System News
Challenges in Developing Indic Scripts Support
Support, Processing and Presentation Considerations
October 15, 2002,
Volume 56, Issue 3

Developers attempting to implement Indic scripts in applications and systems face challenges such as language diversity, lack of presentation standards and inconsistencies in character support between ISCII and Unicode Indic script support.

India officially recognizes 15 languages and writing scripts including: Hindi, Marathi, Sanskrit, Punjabi, Gujarati, Oriya, Bengali, Assamese, Telugu, Kannada, Malayalam, Tamil, Urdu Sindhi and Kashmiri.

Of these, Urdu, Sindhi and Kashmiri are usually written in Perso-Arabic scripts, though sometimes in Devanagari. Apart from the Perso-Arabic scripts, the remaining 10 scripts in Indian languages are evolved from a common source, the ancient Brahmi script. Their common phonetic structure makes it possible to have a common character set. Unicode (ISO 10646) covers most recognized scripts in India today. However, the standard requires further elucidation to simplify its use.

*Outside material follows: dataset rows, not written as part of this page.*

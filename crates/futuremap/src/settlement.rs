//! The settlement side of the registry: the outcome type carried by every
//! registered future, and the shared future handle returned to callers.

use std::fmt;
use std::future::Future;
use std::pin::Pin;
use std::task::{Context, Poll};

use futures::FutureExt as _;
use futures::channel::oneshot;
use futures::future::Shared;

/// What a registered future eventually settles to.
pub type Outcome<V, E> = Result<V, Rejection<E>>;

/// The failure channel of a registered future.
#[derive(Debug, Clone, PartialEq, Eq, thiserror::Error)]
pub enum Rejection<E> {
    /// The entry was explicitly rejected with this reason, or the value it
    /// was adopting failed with it.
    #[error("rejected: {0}")]
    Reason(E),
    /// The entry was deleted (or evicted) while the future was still pending.
    #[error("entry was deleted before it settled")]
    Deleted,
}

/// An error returned by `resolve`/`reject` when the target key exists but is
/// not an awaitable placeholder: it is either already settled, or was created
/// by supplying a value/failure directly and owns no external settlement
/// handle.
#[derive(Debug, Clone, thiserror::Error)]
#[error("entry is already settled or cannot be settled externally")]
pub struct AlreadySettledError;

// We want a shared future here so that any number of callers can hold and
// await the same entry's outcome independently.
type SharedOutcome<V, E> = Shared<oneshot::Receiver<Outcome<V, E>>>;

/// A clonable handle to an entry's eventual outcome.
///
/// Returned by [`FutureRegistry::get`](crate::FutureRegistry::get). Awaiting
/// it yields the entry's [`Outcome`] once it settles; every clone observes
/// the same settlement. The handle stays valid after its entry is deleted
/// from the registry.
pub struct SettlementFuture<V, E> {
    inner: SharedOutcome<V, E>,
}

impl<V: Clone, E: Clone> SettlementFuture<V, E> {
    pub(crate) fn new(receiver: oneshot::Receiver<Outcome<V, E>>) -> Self {
        Self {
            inner: receiver.shared(),
        }
    }
}

impl<V, E> Clone for SettlementFuture<V, E> {
    fn clone(&self) -> Self {
        Self {
            inner: self.inner.clone(),
        }
    }
}

impl<V, E> fmt::Debug for SettlementFuture<V, E> {
    fn fmt(&self, f: &mut fmt::Formatter<'_>) -> fmt::Result {
        f.debug_struct("SettlementFuture").finish_non_exhaustive()
    }
}

impl<V: Clone, E: Clone> Future for SettlementFuture<V, E> {
    type Output = Outcome<V, E>;

    fn poll(mut self: Pin<&mut Self>, cx: &mut Context<'_>) -> Poll<Self::Output> {
        match futures::ready!(self.inner.poll_unpin(cx)) {
            Ok(outcome) => Poll::Ready(outcome),
            // The producing side vanished without settling. The only way this
            // happens in practice is an adoption task being torn down with
            // its runtime, which callers cannot distinguish from deletion.
            Err(oneshot::Canceled) => Poll::Ready(Err(Rejection::Deleted)),
        }
    }
}
use std::time::Duration;

use serde::Deserialize;

/// Configuration for a [`FutureRegistry`](crate::FutureRegistry).
#[derive(Clone, Debug, Default, Deserialize)]
#[serde(default)]
pub struct Config {
    /// How long settled (or directly created) entries are retained before
    /// being evicted from the registry.
    ///
    /// Every time an entry is created via `resolve`/`reject` or an awaited
    /// placeholder is settled, its eviction clock restarts. `None` disables
    /// eviction entirely; entries then live until explicitly deleted.
    #[serde(with = "humantime_serde")]
    pub eviction_timeout: Option<Duration>,
}

impl Config {
    /// Convenience constructor for the common "evict after this long" case.
    pub fn with_eviction_timeout(timeout: Duration) -> Self {
        Self {
            eviction_timeout: Some(timeout),
        }
    }
}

The major scripts of India, including Devanagari, are encoded so that comparable characters are in the same order and relative location. This structural arrangement is based upon the Indian national standard (ISCII) encoding for scripts. Unlike Unicode, ISCII is an 8-bit encoding that uses escape sequences to announce the particular Indic script being represented by a coded character sequence.

ISCII provides the Indian script character set in the upper 96 characters, while retaining the ASCII character set in the lower half. The Indian script keyboard overlay is designed for the standard English QUERTY overlay, ensuring that English can co-exist with Indian scripts.

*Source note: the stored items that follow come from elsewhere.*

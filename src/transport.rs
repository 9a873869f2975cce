use std::sync::atomic::{AtomicU64, Ordering};
use std::sync::Arc;

use async_trait::async_trait;
use chrono::SecondsFormat;
use reqwest::Client;
use serde_json::Value;

use crate::config::WebhookConfig;
use crate::error::{ConfigError, DeliveryError};
use crate::host::LogHost;
use crate::level::{color_for, LevelCell, Severity};
use crate::payload::{Embed, EmbedField, Payload, Thumbnail};
use crate::record::LogRecord;
use crate::render::{self, RenderFn};

/// Slot name used when a transport self-registers into a host.
pub const TRANSPORT_KEY: &str = "discord";

static NEXT_ID: AtomicU64 = AtomicU64::new(1);

pub(crate) fn next_transport_id() -> u64 {
    NEXT_ID.fetch_add(1, Ordering::Relaxed)
}

/// Hook type for replacing the failure-reporting cascade.
pub type ReportFn = dyn Fn(&DeliveryError) + Send + Sync;

/// A pluggable destination the host logging system can route records to.
///
/// `id` is process-unique and stable across handle clones; the failure
/// cascade uses it to exclude a transport from its own peer rebroadcast,
/// so two transports must never share an id even if they share a slot name.
pub trait Transport: Send + Sync {
    fn id(&self) -> u64;

    /// Current severity threshold, read live.
    fn level(&self) -> Severity;

    /// Adjust the threshold; deliveries already in flight are unaffected.
    fn set_level(&self, level: Severity);

    /// Offer one record. Returns immediately; any delivery work happens on
    /// a background task.
    fn log(&self, record: &LogRecord);
}

/// Acknowledgement from the destination for one delivered payload.
#[derive(Debug, Clone, Copy, PartialEq, Eq)]
pub struct DeliveryReceipt {
    pub status: u16,
}

/// Asynchronous delivery backend for built [`Payload`]s.
///
/// The production implementation is [`HttpDelivery`]; tests substitute
/// recording or failing implementations to observe the pipeline without
/// network I/O.
#[async_trait]
pub trait Deliver: Send + Sync {
    /// Attempt a single delivery. No retry, no backoff.
    async fn deliver(&self, payload: &Payload) -> Result<DeliveryReceipt, DeliveryError>;
}

/// Webhook delivery over HTTP POST with a JSON body.
pub struct HttpDelivery {
    client: Client,
    endpoint: String,
}

impl HttpDelivery {
    pub fn new(endpoint: impl Into<String>) -> Self {
        HttpDelivery {
            client: Client::new(),
            endpoint: endpoint.into(),
        }
    }
}

#[async_trait]
impl Deliver for HttpDelivery {
    async fn deliver(&self, payload: &Payload) -> Result<DeliveryReceipt, DeliveryError> {
        let resp = self
            .client
            .post(&self.endpoint)
            .json(payload)
            .send()
            .await
            .map_err(|source| DeliveryError::Transport {
                endpoint: self.endpoint.clone(),
                source,
            })?;

        let status = resp.status();
        if status.is_success() {
            Ok(DeliveryReceipt {
                status: status.as_u16(),
            })
        } else {
            let body = resp
                .text()
                .await
                .unwrap_or_else(|_| "<no body>".to_string());
            Err(DeliveryError::Rejected {
                endpoint: self.endpoint.clone(),
                status: status.as_u16(),
                body,
            })
        }
    }
}

struct Inner {
    id: u64,
    username: Option<String>,
    avatar_url: Option<String>,
    thumb_url: Option<String>,
    level: LevelCell,
    delivery: Arc<dyn Deliver>,
    render: Option<Box<RenderFn>>,
    report_error: Option<Box<ReportFn>>,
    host: Option<Arc<dyn LogHost>>,
}

/// The adapter: builds a webhook payload per record and ships it on a
/// background task, absorbing every delivery failure.
///
/// Cloning is cheap and clones share all state, including the live
/// severity threshold.
#[derive(Clone)]
pub struct DiscordTransport {
    inner: Arc<Inner>,
}

impl DiscordTransport {
    /// Validate the configuration and construct the adapter with the
    /// HTTP delivery backend.
    ///
    /// Fails with [`ConfigError::MissingWebhook`] when the endpoint is
    /// empty; this is the only error the adapter ever raises. When the
    /// config carries a host, the new transport registers itself under
    /// [`TRANSPORT_KEY`].
    pub fn new(config: WebhookConfig) -> Result<Self, ConfigError> {
        config.validate()?;
        let delivery = Arc::new(HttpDelivery::new(config.webhook.trim()));
        Self::with_delivery(config, delivery)
    }

    /// Construct with a custom delivery backend.
    pub fn with_delivery(
        config: WebhookConfig,
        delivery: Arc<dyn Deliver>,
    ) -> Result<Self, ConfigError> {
        config.validate()?;
        let transport = DiscordTransport {
            inner: Arc::new(Inner {
                id: next_transport_id(),
                username: config.username,
                avatar_url: config.avatar_url,
                thumb_url: config.thumb_url,
                level: LevelCell::new(config.level.unwrap_or(Severity::Silly)),
                delivery,
                render: config.render,
                report_error: config.report_error,
                host: config.host,
            }),
        };
        if let Some(host) = &transport.inner.host {
            host.register(TRANSPORT_KEY, Arc::new(transport.clone()));
        }
        Ok(transport)
    }

    /// Map a record to the wire payload.
    ///
    /// Pure with respect to the record and the adapter's identity fields:
    /// no network, no mutable state. The description renders the record's
    /// last data item through the configured hook or the default
    /// [`render::inspect`].
    pub fn build_payload(&self, record: &LogRecord) -> Payload {
        let description = match &self.inner.render {
            Some(render) => render(record),
            None => render::inspect(record.last_item()),
        };
        Payload {
            username: self.inner.username.clone(),
            avatar_url: self.inner.avatar_url.clone(),
            embeds: vec![Embed {
                description,
                thumbnail: Thumbnail {
                    url: self.inner.thumb_url.clone(),
                },
                color: color_for(&record.level),
                fields: vec![
                    EmbedField::inline("Level", record.level.clone()),
                    EmbedField::inline(
                        "DateTime",
                        record
                            .timestamp
                            .to_rfc3339_opts(SecondsFormat::Millis, true),
                    ),
                ],
            }],
        }
    }

    /// Deliver one payload. Failures never surface to the caller: a
    /// failed delivery is routed through the failure cascade together
    /// with the payload it could not deliver, and the call resolves
    /// with `None`.
    pub async fn send(&self, payload: Payload) -> Option<DeliveryReceipt> {
        match self.inner.delivery.deliver(&payload).await {
            Ok(receipt) => Some(receipt),
            Err(err) => {
                self.report_failure(&err, Some(&payload));
                None
            }
        }
    }

    /// Route an error through the failure cascade.
    pub fn report_error(&self, error: &DeliveryError) {
        self.report_failure(error, None);
    }

    /// Three-tier failure cascade; exactly one tier fires per call.
    ///
    /// 1. Custom hook, when configured.
    /// 2. Peer rebroadcast through the host: a synthetic `warn` record
    ///    goes to every registered transport except this one. Its data
    ///    carries the error followed by the failed payload's description
    ///    when available, so the original log content survives the
    ///    reroute. Exclusion is by transport id, never by slot name.
    /// 3. A bare stderr write.
    fn report_failure(&self, error: &DeliveryError, failed: Option<&Payload>) {
        if let Some(report) = &self.inner.report_error {
            report(error);
            return;
        }
        if let Some(host) = &self.inner.host {
            let peers: Vec<_> = host
                .transports()
                .into_iter()
                .filter(|peer| peer.id() != self.inner.id)
                .collect();
            let mut data = vec![Value::String(error.to_string())];
            if let Some(embed) = failed.and_then(|payload| payload.embeds.first()) {
                data.push(Value::String(embed.description.clone()));
            }
            let record = LogRecord::new("warn", data);
            host.dispatch(&record, &peers);
            return;
        }
        eprintln!("discord transport: {error}");
    }

    fn enabled(&self, record: &LogRecord) -> bool {
        match record.severity() {
            Some(severity) => severity >= self.inner.level.get(),
            // Unparseable levels stay visible downstream.
            None => true,
        }
    }
}

impl Transport for DiscordTransport {
    fn id(&self) -> u64 {
        self.inner.id
    }

    fn level(&self) -> Severity {
        self.inner.level.get()
    }

    fn set_level(&self, level: Severity) {
        self.inner.level.set(level);
    }

    fn log(&self, record: &LogRecord) {
        if !self.enabled(record) {
            return;
        }
        // Snapshot everything the delivery needs before returning; the
        // spawned task never touches the live threshold.
        let payload = self.build_payload(record);
        let transport = self.clone();
        match tokio::runtime::Handle::try_current() {
            Ok(handle) => {
                handle.spawn(async move {
                    transport.send(payload).await;
                });
            }
            Err(_) => {
                eprintln!("discord transport: no async runtime, dropping record");
            }
        }
    }
}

Having a common code and keyboard for all the Indian scripts would yield many advantages. Software that allows ISCII codes to be used in Indian scripts would be more commercially viable and would allow immediate transliteration between different Indian scripts, simply by changing display modes. Simultaneous availability of multiple Indian languages will accelerate the script's development and facilitate national integration.

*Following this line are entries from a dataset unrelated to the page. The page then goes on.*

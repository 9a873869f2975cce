use chrono::{DateTime, Utc};
use serde::Serialize;
use serde_json::Value;

use crate::level::Severity;

static NULL: Value = Value::Null;

/// A single log record handed to the adapter by the host logging system.
///
/// Records are created per log call, consumed once and not retained. `data`
/// is the ordered sequence of items attached to the call site; the payload
/// builder renders only the last one.
#[derive(Debug, Clone, Serialize)]
pub struct LogRecord {
    pub data: Vec<Value>,
    pub level: String,
    pub timestamp: DateTime<Utc>,
}

impl LogRecord {
    /// Build a record stamped with the current time.
    pub fn new(level: impl Into<String>, data: Vec<Value>) -> Self {
        LogRecord {
            data,
            level: level.into(),
            timestamp: Utc::now(),
        }
    }

    /// Parse the level string into the ordered severity set, if it matches.
    pub fn severity(&self) -> Option<Severity> {
        self.level.parse().ok()
    }

    /// The last data item, or `Null` when the record carries none.
    pub fn last_item(&self) -> &Value {
        self.data.last().unwrap_or(&NULL)
    }
}

#[cfg(test)]
mod tests {
    use super::*;
    use serde_json::json;

    #[test]
    fn last_item_is_null_for_empty_data() {
        let record = LogRecord::new("info", vec![]);
        assert_eq!(record.last_item(), &Value::Null);
    }

    #[test]
    fn last_item_picks_the_final_entry() {
        let record = LogRecord::new("info", vec![json!("first"), json!({"a": 1}), json!("last")]);
        assert_eq!(record.last_item(), &json!("last"));
    }

    #[test]
    fn severity_parses_known_levels_only() {
        assert_eq!(
            LogRecord::new("warn", vec![]).severity(),
            Some(Severity::Warn)
        );
        assert_eq!(LogRecord::new("wat", vec![]).severity(), None);
    }
}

Sun has actively participated in Open Source initiatives for Indic scripts and has led the Indian language support for MozillaTM. Sun was one of the first organizations to use PLS APIs (developed by OpenGroup/X-Open more than eight years ago) for its CTL script implementation in the SolarisTM Operating Environment (Solaris OE). Support was initially provided for Thai, Arabic, Hebrew and more recently with Indic scripts in Solaris 9 OE.

Sun added Hindi support to CDE/Motif with the latest release of Solaris 9 OE, which will also include the addition of another seven Indian scripts subsequently in update releases of Solaris 9 OE. As of now only Sun supports Indian script (CTL script) in CDE/Motif and is also in the process of transferring from CDE to Gnome as the default desktop.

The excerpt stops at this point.